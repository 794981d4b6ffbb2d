//! # Machine Demo
//!
//! Runs a few programs through the intcode machine, showing the three ways
//! to drive it.

use intcode_vm::{listing, Machine, Program, Result};
use std::sync::mpsc;

const QUINE: &str = "109,1,204,-1,1001,100,1,100,1008,100,16,101,1006,101,0,99";

fn main() -> Result<()> {
    println!("=== Intcode Machine Demo ===\n");

    demo_run_to_halt()?;
    demo_pause_on_input()?;
    demo_output_callback()?;

    Ok(())
}

fn demo_run_to_halt() -> Result<()> {
    println!("--- Demo 1: Run to halt ---");

    let program: Program = QUINE.parse()?;
    println!("{}\n", listing(program.as_slice()));

    let mut machine = Machine::new(program.clone());
    machine.run_to_halt([])?;
    let outputs = machine.drain_output();
    println!("outputs: {:?}", outputs);
    println!("reproduces itself: {}\n", outputs == program.as_slice());
    Ok(())
}

fn demo_pause_on_input() -> Result<()> {
    println!("--- Demo 2: Pause on input ---");

    // Doubles every value it reads, forever
    let mut machine = Machine::parse("3,11,1002,11,2,11,4,11,1105,1,0")?;
    for value in [1, 20, 300] {
        let doubled = machine.run_until_input([value])?;
        println!("{} -> {:?} ({})", value, doubled, machine.state());
    }
    println!();
    Ok(())
}

fn demo_output_callback() -> Result<()> {
    println!("--- Demo 3: Output callback ---");

    let (tx, rx) = mpsc::channel();
    let mut machine = Machine::parse("104,1125899906842624,99")?.with_output(move |value| {
        let _ = tx.send(value);
    });
    machine.run_to_halt([])?;

    for value in rx.try_iter() {
        println!("received {}", value);
    }
    Ok(())
}
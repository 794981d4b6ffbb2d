//! # Disassembler
//!
//! Linear sweep over a memory image. Cells that decode to a complete
//! instruction become one listing line; anything else is shown as data.
//! Intcode freely mixes code and data, so the listing is a reading aid
//! rather than ground truth.

use crate::opcode::{Instruction, Mode};
use crate::program::Word;
use std::fmt;

/// One line of a listing
#[derive(Debug, Clone, PartialEq, Eq)]
pub struct Line {
    /// Address of the first cell
    pub address: usize,
    /// The cells covered by this line
    pub cells: Vec<Word>,
    /// Decoded instruction, `None` for data
    pub instruction: Option<Instruction>,
}

impl Line {
    fn format_parts(&self) -> (&'static str, String) {
        let Some(instruction) = &self.instruction else {
            return ("DATA", self.cells[0].to_string());
        };

        let operands = instruction
            .param_modes()
            .iter()
            .zip(&self.cells[1..])
            .map(|(mode, operand)| format_operand(*mode, *operand))
            .collect::<Vec<_>>()
            .join(", ");

        (instruction.opcode.mnemonic(), operands)
    }
}

impl fmt::Display for Line {
    fn fmt(&self, f: &mut fmt::Formatter<'_>) -> fmt::Result {
        let (name, operands) = self.format_parts();
        let raw = self
            .cells
            .iter()
            .map(|c| c.to_string())
            .collect::<Vec<_>>()
            .join(",");
        write!(f, "{:>5}  {:<24} {:<5} {}", self.address, raw, name, operands)
    }
}

fn format_operand(mode: Mode, operand: Word) -> String {
    match mode {
        Mode::Position => format!("[{}]", operand),
        Mode::Immediate => format!("#{}", operand),
        Mode::Relative if operand < 0 => format!("[rb-{}]", operand.unsigned_abs()),
        Mode::Relative => format!("[rb+{}]", operand),
    }
}

/// Disassemble `cells` from address zero
pub fn disassemble(cells: &[Word]) -> Vec<Line> {
    let mut lines = Vec::new();
    let mut address = 0;

    while address < cells.len() {
        let decoded = Instruction::decode(cells[address])
            .ok()
            .filter(|instruction| address + instruction.width() <= cells.len());

        let width = decoded.map_or(1, |instruction| instruction.width());
        lines.push(Line {
            address,
            cells: cells[address..address + width].to_vec(),
            instruction: decoded,
        });
        address += width;
    }

    lines
}

/// Render a full listing, one line per instruction or data cell
pub fn listing(cells: &[Word]) -> String {
    disassemble(cells)
        .iter()
        .map(|line| line.to_string().trim_end().to_string())
        .collect::<Vec<_>>()
        .join("\n")
}

#[cfg(test)]
mod tests {
    use super::*;
    use crate::opcode::Opcode;

    #[test]
    fn test_disassemble_instructions() {
        let lines = disassemble(&[1002, 4, 3, 4, 33]);
        assert_eq!(lines.len(), 2);
        assert_eq!(lines[0].address, 0);
        assert_eq!(lines[0].instruction.map(|i| i.opcode), Some(Opcode::Multiply));
        assert_eq!(lines[0].cells, vec![1002, 4, 3, 4]);
        assert_eq!(lines[1].address, 4);
        assert_eq!(lines[1].instruction, None);
    }

    #[test]
    fn test_truncated_instruction_is_data() {
        // An add needs four cells but only two remain
        let lines = disassemble(&[99, 1, 0]);
        assert_eq!(lines.len(), 3);
        assert_eq!(lines[0].instruction.map(|i| i.opcode), Some(Opcode::Halt));
        assert!(lines[1].instruction.is_none());
        assert!(lines[2].instruction.is_none());
    }

    #[test]
    fn test_operand_rendering() {
        let lines = disassemble(&[21101, 7, -1, -3, 99]);
        let text = lines[0].to_string();
        assert!(text.contains("ADD"));
        assert!(text.contains("#7, #-1, [rb-3]"));

        let text = lines[1].to_string();
        assert!(text.contains("HALT"));
    }

    #[test]
    fn test_listing() {
        let text = listing(&[3, 0, 4, 0, 99]);
        let lines: Vec<&str> = text.lines().collect();
        assert_eq!(lines.len(), 3);
        assert!(lines[0].contains("IN") && lines[0].contains("[0]"));
        assert!(lines[1].contains("OUT"));
        assert!(lines[2].ends_with("HALT"));
    }
}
§
- [TASK OBJECTIVE]
From the entries above, give again exactly the lines running from the line with "use std::sync::mpsc;" to the line with "let outputs = machine.drain_output();"; include both of those lines.

- [SOLUTION TO THE PROBLEM]
use std::sync::mpsc;

const QUINE: &str = "109,1,204,-1,1001,100,1,100,1008,100,16,101,1006,101,0,99";

fn main() -> Result<()> {
    println!("=== Intcode Machine Demo ===\n");

    demo_run_to_halt()?;
    demo_pause_on_input()?;
    demo_output_callback()?;

    Ok(())
}

fn demo_run_to_halt() -> Result<()> {
    println!("--- Demo 1: Run to halt ---");

    let program: Program = QUINE.parse()?;
    println!("{}\n", listing(program.as_slice()));

    let mut machine = Machine::new(program.clone());
    machine.run_to_halt([])?;
    let outputs = machine.drain_output();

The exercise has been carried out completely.